Summa Teologica - II-II |
In 3 Sent., d. 9, q. 1, a. 1, sol. 2
Pare che l'offerta del sacrificio non sia l'atto speciale di una data virtù.
1. S. Agostino [ De civ. Dei 10,6 ] afferma: « È un vero sacrificio qualsiasi opera che noi facciamo per aderire a Dio in una santa società ».
Ora, un'opera buona qualsiasi non è l'atto speciale di una virtù determinata.
Quindi l'offerta del sacrificio non è l'atto speciale di una data virtù.
2. La macerazione del corpo che è fatta col digiuno appartiene alla virtù dell'astinenza; se invece è fatta con la continenza appartiene alla castità; se poi è compiuta col martirio appartiene alla fortezza.
Eppure tutte queste cose sono comprese nell'offerta del sacrificio, stando alle parole di S. Paolo [ Rm 12,1 ]: « Offrite i vostri corpi come sacrificio vivente ».
Inoltre l'Apostolo così scrive agli Ebrei [ Eb 13,16 ]: « Non scordatevi della beneficenza e della generosità, perché di tali sacrifici il Signore si compiace ».
Ma la beneficenza e la generosità appartengono alla carità, alla misericordia e alla liberalità.
Perciò l'offerta di sacrifici non è l'atto speciale di una determinata virtù.
3. Il sacrificio pare essere quanto è offerto al Signore.
Ma le cose che vengono offerte a Dio sono molteplici, cioè la devozione, la preghiera, le decime, le primizie, le offerte e gli olocausti.
Quindi il sacrificio non è l'atto speciale di una virtù determinata.
Nella legge vengono dati speciali precetti sui sacrifici, come appare dal principio del Levitico.
Come si è già notato altrove [ I-II, q. 18, aa. 6,7; q. 60, a. 3, ad 2 ], quando l'atto di una virtù è ordinato al fine di un'altra virtù, esso partecipa in qualche modo della sua specie: come quando uno ruba per fornicare si ha che il furto riveste in qualche modo la deformità della fornicazione, fino al punto che se anche non fosse peccato per altri motivi, lo sarebbe già per il fatto solo che è ordinato alla fornicazione.
Così dunque il sacrificio è un certo atto speciale, che è lodevole per il fatto di essere compiuto in ossequio a Dio.
E per questo appartiene a una virtù determinata, cioè alla religione.
Può darsi però che vengano ordinati a onorare Dio anche atti ispirati da altre virtù: p. es. quando uno offre i propri beni in elemosina per il Signore, oppure quando sottomette il proprio corpo a qualche afflizione in ossequio a Dio.
E in questo senso anche gli atti di altre virtù possono essere denominati sacrifici.
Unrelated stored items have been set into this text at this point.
//! Ranked resource permissions.
//!
//! This module provides:
//! - **Models**: the five ranked [`PermissionAction`]s and `RESOURCE:ACTION` grants
//! - **Policy**: [`AuthorizationContext`], built per request from a principal's grants
//! - **Guard**: [`RequirePermission`], the GraphQL field guard that consults it
//!
//! # Usage
//!
//! ```rust,ignore
//! use kinetic_core::rbac::{AuthorizationContext, PermissionAction, PermissionGrant, resources};
//!
//! let grants = PermissionGrant::parse_all(["ROUTINE:CREATE"]);
//! let authz = AuthorizationContext::build(&grants);
//!
//! assert!(authz.is_authorized(resources::ROUTINE, PermissionAction::Edit));
//! assert!(!authz.is_authorized(resources::ROUTINE, PermissionAction::Delete));
//! ```

pub mod guard;
pub mod models;
pub mod policy;

pub use guard::RequirePermission;
pub use models::{
    resources, GrantParseError, PermissionAction, PermissionGrant, UnknownPermissionAction,
};
pub use policy::{
    build_authorization_context, is_authorized, AuthorizationContext, PolicyDecision,
    PolicyError, ResourceAuthPredicate,
};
Vi sono però degli atti che sono degni di lode solo per il fatto che vengono compiuti in ossequio a Dio.
E questi sono denominati sacrifici in senso proprio; e appartengono alla virtù della religione.
1. Il fatto stesso che vogliamo aderire a Dio associandoci a lui spiritualmente, è ordinato a onorarlo.
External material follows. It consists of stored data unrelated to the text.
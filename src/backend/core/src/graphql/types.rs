//! Ids and relation fields for the row objects.
//!
//! Every relation that crosses into another resource carries that resource's
//! VIEW guard, so `{ user { userRoutines { routine } } }` needs USER and
//! ROUTINE access.

use async_graphql::{ComplexObject, Context, ResultExt, ID};

use super::db;
use crate::db::{
    ExerciseRow, RoutineExerciseRow, RoutineRow, SessionExerciseRow, SessionRow, SessionSetRow,
    UserRoutineRow, UserRoutineSummaryRow, UserRow,
};
use crate::rbac::{resources, PermissionAction, RequirePermission};

type Result<T> = async_graphql::Result<T>;

#[ComplexObject]
impl UserRow {
    async fn id(&self) -> ID {
        ID(self.id.to_string())
    }

    #[graphql(guard = "RequirePermission::new(resources::ROUTINE, PermissionAction::View)")]
    async fn user_routines(&self, ctx: &Context<'_>) -> Result<Vec<UserRoutineRow>> {
        db(ctx)?.memberships_for_user(self.id).await.extend()
    }
}

#[ComplexObject]
impl RoutineRow {
    async fn id(&self) -> ID {
        ID(self.id.to_string())
    }

    #[graphql(guard = "RequirePermission::new(resources::ROUTINE, PermissionAction::View)")]
    async fn user_routines(&self, ctx: &Context<'_>) -> Result<Vec<UserRoutineRow>> {
        db(ctx)?.memberships_for_routine(self.id).await.extend()
    }

    #[graphql(guard = "RequirePermission::new(resources::ROUTINE, PermissionAction::View)")]
    async fn routine_exercises(&self, ctx: &Context<'_>) -> Result<Vec<RoutineExerciseRow>> {
        db(ctx)?.routine_exercises(self.id).await.extend()
    }
}

#[ComplexObject]
impl UserRoutineSummaryRow {
    async fn id(&self) -> ID {
        ID(self.id.to_string())
    }

    async fn exercise_count(&self) -> i32 {
        i32::try_from(self.exercise_count).unwrap_or(i32::MAX)
    }

    #[graphql(guard = "RequirePermission::new(resources::ROUTINE, PermissionAction::View)")]
    async fn user_routines(&self, ctx: &Context<'_>) -> Result<Vec<UserRoutineRow>> {
        db(ctx)?.memberships_for_routine(self.id).await.extend()
    }
}

#[ComplexObject]
impl ExerciseRow {
    async fn id(&self) -> ID {
        ID(self.id.to_string())
    }

    #[graphql(guard = "RequirePermission::new(resources::ROUTINE, PermissionAction::View)")]
    async fn routine_exercises(&self, ctx: &Context<'_>) -> Result<Vec<RoutineExerciseRow>> {
        db(ctx)?.routine_exercises_for_exercise(self.id).await.extend()
    }
}

#[ComplexObject]
impl UserRoutineRow {
    #[graphql(guard = "RequirePermission::new(resources::USER, PermissionAction::View)")]
    async fn user(&self, ctx: &Context<'_>) -> Result<Option<UserRow>> {
        db(ctx)?.user(self.user_id).await.extend()
    }

    #[graphql(guard = "RequirePermission::new(resources::ROUTINE, PermissionAction::View)")]
    async fn routine(&self, ctx: &Context<'_>) -> Result<Option<RoutineRow>> {
        db(ctx)?.routine(self.routine_id).await.extend()
    }
}

#[ComplexObject]
impl RoutineExerciseRow {
    #[graphql(guard = "RequirePermission::new(resources::ROUTINE, PermissionAction::View)")]
    async fn routine(&self, ctx: &Context<'_>) -> Result<Option<RoutineRow>> {
        db(ctx)?.routine(self.routine_id).await.extend()
    }

    #[graphql(guard = "RequirePermission::new(resources::EXERCISE, PermissionAction::View)")]
    async fn exercise(&self, ctx: &Context<'_>) -> Result<Option<ExerciseRow>> {
        db(ctx)?.exercise(self.exercise_id).await.extend()
    }
}

#[ComplexObject]
impl SessionRow {
    async fn id(&self) -> ID {
        ID(self.id.to_string())
    }

    #[graphql(guard = "RequirePermission::new(resources::USER, PermissionAction::View)")]
    async fn user(&self, ctx: &Context<'_>) -> Result<Option<UserRow>> {
        db(ctx)?.user(self.user_id).await.extend()
    }

    #[graphql(guard = "RequirePermission::new(resources::ROUTINE, PermissionAction::View)")]
    async fn routine(&self, ctx: &Context<'_>) -> Result<Option<RoutineRow>> {
        match self.routine_id {
            Some(id) => db(ctx)?.routine(id).await.extend(),
            None => Ok(None),
        }
    }

    #[graphql(guard = "RequirePermission::new(resources::SESSION, PermissionAction::View)")]
    async fn session_exercises(&self, ctx: &Context<'_>) -> Result<Vec<SessionExerciseRow>> {
        db(ctx)?.session_exercises(self.id).await.extend()
    }
}

#[ComplexObject]
impl SessionExerciseRow {
    async fn id(&self) -> ID {
        ID(self.id.to_string())
    }

    #[graphql(guard = "RequirePermission::new(resources::EXERCISE, PermissionAction::View)")]
    async fn exercise(&self, ctx: &Context<'_>) -> Result<Option<ExerciseRow>> {
        db(ctx)?.exercise(self.exercise_id).await.extend()
    }

    #[graphql(guard = "RequirePermission::new(resources::SESSION, PermissionAction::View)")]
    async fn session_sets(&self, ctx: &Context<'_>) -> Result<Vec<SessionSetRow>> {
        db(ctx)?.session_sets(self.id).await.extend()
    }
}

#[ComplexObject]
impl SessionSetRow {
    async fn id(&self) -> ID {
        ID(self.id.to_string())
    }
}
E così qualsiasi atto di virtù può rivestire l'aspetto di sacrificio, in quanto viene compiuto perché possiamo essere uniti a Dio in una santa società.
2. I beni dell'uomo sono di tre specie.
Il primo è il bene dell'anima: bene che è offerto a Dio con un sacrificio interiore mediante la devozione, la preghiera e altri atti interni del genere.
E questo è il sacrificio più importante.
- Il secondo è il bene del corpo, che viene offerto a Dio in qualche modo con il martirio, con l'astinenza o con la continenza.
- Il terzo consiste nei beni esterni: e di questo bene si fa a Dio il sacrificio direttamente quando offriamo i nostri beni immediatamente a lui, indirettamente invece quando li distribuiamo al prossimo in ossequio a Dio.
3. Si parla propriamente di sacrifici quando sulle cose offerte a Dio si fa qualcosa: come gli animali venivano uccisi, e il pane viene spezzato, mangiato e benedetto.
E ciò è indicato dall'etimologia stessa del termine: infatti sacrificio suona sacrum facio ( faccio qualcosa di sacro ).
- L'oblazione invece indica direttamente l'offerta fatta a Dio, anche se su di essa non si compie alcun atto: come si parla di oblazione di danaro o di pane sull'altare, quando non si fa nulla su tali cose.
Per cui ogni sacrificio è un'oblazione, ma non viceversa.
- Le primizie poi erano offerte, poiché come dice il Deuteronomio [ Dt 26 ] venivano offerte a Dio, ma non erano sacrifici, poiché non si compiva alcun atto su di esse.
- Le decime infine non sono, propriamente parlando, né sacrifici né offerte: poiché non sono offerte direttamente a Dio, ma ai ministri del suo culto.